Exercise brief.
All lines from the opening of the entries below through the line containing "pub fn get<'a>(tree: &'a" must be output exactly as they appear, with no other lines.

*** Records provided

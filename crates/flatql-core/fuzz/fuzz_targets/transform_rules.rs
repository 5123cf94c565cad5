//! Fuzzing target for rule-driven transformation
//!
//! Input lines alternate between source patterns and destination templates.
//! Transformation may fail, but must never panic.

#![no_main]

use flatql_core::{extract, transform};
use libfuzzer_sys::fuzz_target;
use serde_json::json;

fuzz_target!(|data: &[u8]| {
    let Ok(text) = std::str::from_utf8(data) else {
        return;
    };

    let lines: Vec<&str> = text.lines().collect();
    let rules: Vec<(String, String)> = lines
        .chunks(2)
        .filter_map(|pair| match pair {
            [source, destination] => Some((source.to_string(), destination.to_string())),
            _ => None,
        })
        .collect();

    let doc = json!({
        "count": 2,
        "entries": [
            {"name": "A", "authors": [{"id": 1}, {"id": 2}]},
            {"name": "B", "authors": [{"id": 4}]}
        ],
        "flags": {"x": true, "y": false}
    });

    let _ = transform(&doc, rules);
    let _ = extract(&doc, lines);
});
//! Single-location reads and writes
//!
//! Copyright (c) 2025 FlatQL Team
//! Licensed under the Apache-2.0 license

use crate::matcher::{find, is_truthy};
use crate::path::{Path, Segment};
use crate::{Error, Result};
use serde_json::{Map, Value};

/// Value at `path`, or `None` when nothing is there.
///
/// Paths containing `*` anywhere are rejected with [`Error::UnsupportedPattern`].
pub fn get<'a>(tree: &'a Value, path: &str) -> Result<Option<&'a Value>> {
    let path = Path::parse(path)?;
    path.require_concrete()?;

    let mut matches = find(tree, &path);
    if matches.len() == 1 {
        Ok(matches.pop().map(|m| m.value))
    } else {
        Ok(None)
    }
}

/// Like [`get`], but returns an owned copy or `default`
pub fn get_or(tree: &Value, path: &str, default: Value) -> Result<Value> {
    Ok(get(tree, path)?.cloned().unwrap_or(default))
}

/// Write `value` at `path`, creating containers on the way, and return the
/// new root.
///
/// Any falsy value (`null`, `false`, `0`, `""` or an empty container) on the
/// way is replaced by a fresh sequence when the next segment is an index,
/// otherwise by a fresh mapping. Writing to a sequence position that is out
/// of range or holds a falsy value *inserts* at that position (clamped to the
/// sequence length) instead of padding, so sequences should be filled in
/// ascending order. Truthy scalars in the way are left untouched.
pub fn set(tree: Value, path: &str, value: Value) -> Result<Value> {
    let parsed = Path::parse(path)?;
    parsed.require_concrete()?;
    write(tree, parsed.segments(), value, path)
}

fn write(current: Value, segments: &[Segment], value: Value, path: &str) -> Result<Value> {
    let Some((segment, rest)) = segments.split_first() else {
        return Ok(value);
    };

    let current = if is_vacant(&current) {
        match segment {
            Segment::Index(_) => Value::Array(Vec::new()),
            _ => Value::Object(Map::new()),
        }
    } else {
        current
    };

    match (current, segment) {
        (Value::Array(mut items), Segment::Index(index)) => {
            match Segment::resolve_index(*index, items.len()) {
                Some(i) if is_truthy(&items[i]) => {
                    let existing = items[i].take();
                    items[i] = write(existing, rest, value, path)?;
                }
                _ => {
                    let position = insert_position(*index, items.len());
                    items.insert(position, write(Value::Null, rest, value, path)?);
                }
            }
            Ok(Value::Array(items))
        }
        (Value::Array(_), other) => Err(Error::invalid_index(other.to_string(), path)),
        (Value::Object(mut map), segment) => {
            let key = segment.to_string();
            let existing = map.get_mut(&key).map(Value::take).unwrap_or(Value::Null);
            let updated = write(existing, rest, value, path)?;
            map.insert(key, updated);
            Ok(Value::Object(map))
        }
        (scalar, _) => {
            log::debug!("Skipping write to `{}`: a scalar is in the way", path);
            Ok(scalar)
        }
    }
}

fn is_vacant(value: &Value) -> bool {
    !is_truthy(value)
}

fn insert_position(index: i64, len: usize) -> usize {
    let resolved = if index < 0 {
        (len as i64).saturating_add(index)
    } else {
        index
    };
    usize::try_from(resolved.max(0)).unwrap_or(0).min(len)
}
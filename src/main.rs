// ABOUTME: Main entry point for the tether visitor-to-desk bridge
// ABOUTME: Initializes logging, config, token store, desk and host clients, and the HTTP server

use anyhow::{Context, Result};
use clap::Parser;
use std::sync::Arc;
use tracing_subscriber::{layer::SubscriberExt, util::SubscriberInitExt};

use tether::config::Config;
use tether::handoff::strategy_from_config;
use tether::host_client::HostClient;
use tether::server::start_server;
use tether::session::SessionOrchestrator;
use tether::tokens::TokenStore;
use tether::HttpDesk;

#[derive(Parser, Debug)]
#[command(name = "tether", about = "Bridges live-chat visitor rooms to a human agent desk")]
struct Args {
    /// Path to the configuration file
    #[arg(short, long, default_value = "tether.toml")]
    config: String,
}

#[tokio::main]
async fn main() -> Result<()> {
    // Log panics before they crash the process
    std::panic::set_hook(Box::new(|panic_info| {
        eprintln!("PANIC! tether crashed with the following error:\n");
        eprintln!("{}", panic_info);
        eprintln!("\nBacktrace:");
        eprintln!("{:?}", std::backtrace::Backtrace::force_capture());
    }));

    tracing_subscriber::registry()
        .with(
            tracing_subscriber::EnvFilter::try_from_default_env()
                .unwrap_or_else(|_| "info".into()),
        )
        .with(tracing_subscriber::fmt::layer())
        .init();

    tracing::info!("Starting tether");

    dotenvy::dotenv().ok();
    let args = Args::parse();
    let config = Arc::new(Config::load_from(&args.config)?);

    tracing::info!(
        desk = %config.desk.base_url,
        host = %config.host.base_url,
        handoff = ?config.handoff.mode,
        idle_enabled = config.idle.enabled,
        server_port = config.server.port,
        "Configuration loaded"
    );

    let store = TokenStore::new(&config.workspace.path)?;

    let desk = Arc::new(HttpDesk::new(config.desk.clone())?);
    let host_client = Arc::new(HostClient::new(config.host.clone())?);
    let relay: Arc<dyn tether::traits::RoomRelay> = host_client.clone();
    let host: Arc<dyn tether::traits::HostPlatform> = host_client;

    let handoff = strategy_from_config(&config, Arc::clone(&host), Arc::clone(&relay))
        .context("Failed to build hand-off strategy")?;

    let orchestrator = Arc::new(SessionOrchestrator::new(
        desk,
        relay,
        host,
        handoff,
        store.clone(),
        Arc::clone(&config),
    ));

    let metrics_handle =
        tether::metrics::init_metrics().context("Failed to initialize Prometheus metrics")?;

    // Seed the active-session gauge from whatever survived a restart
    let live = store.list_all().map(|r| r.len()).unwrap_or(0);
    tether::metrics::set_active_sessions(live as u64);
    if live > 0 {
        tracing::info!(count = live, "Found live sessions from a previous run");
    }

    start_server(config, orchestrator, metrics_handle).await
}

******

Result below.
filename crates/flatql-core/fuzz/fuzz_targets/transform_rules.rs
repository 5123cf94c565cad5
//! Fuzzing target for rule-driven transformation
//!
//! Input lines alternate between source patterns and destination templates.
//! Transformation may fail, but must never panic.

#![no_main]

use flatql_core::{extract, transform};
use libfuzzer_sys::fuzz_target;
use serde_json::json;

fuzz_target!(|data: &[u8]| {
    let Ok(text) = std::str::from_utf8(data) else {
        return;
    };

    let lines: Vec<&str> = text.lines().collect();
    let rules: Vec<(String, String)> = lines
        .chunks(2)
        .filter_map(|pair| match pair {
            [source, destination] => Some((source.to_string(), destination.to_string())),
            _ => None,
        })
        .collect();

    let doc = json!({
        "count": 2,
        "entries": [
            {"name": "A", "authors": [{"id": 1}, {"id": 2}]},
            {"name": "B", "authors": [{"id": 4}]}
        ],
        "flags": {"x": true, "y": false}
    });

    let _ = transform(&doc, rules);
    let _ = extract(&doc, lines);
});
//! Single-location reads and writes
//!
//! Copyright (c) 2025 FlatQL Team
//! Licensed under the Apache-2.0 license

use crate::matcher::{find, is_truthy};
use crate::path::{Path, Segment};
use crate::{Error, Result};
use serde_json::{Map, Value};

/// Value at `path`, or `None` when nothing is there.
///
/// Paths containing `*` anywhere are rejected with [`Error::UnsupportedPattern`].
pub fn get<'a>(tree: &'a Value, path: &str) -> Result<Option<&'a Value>> {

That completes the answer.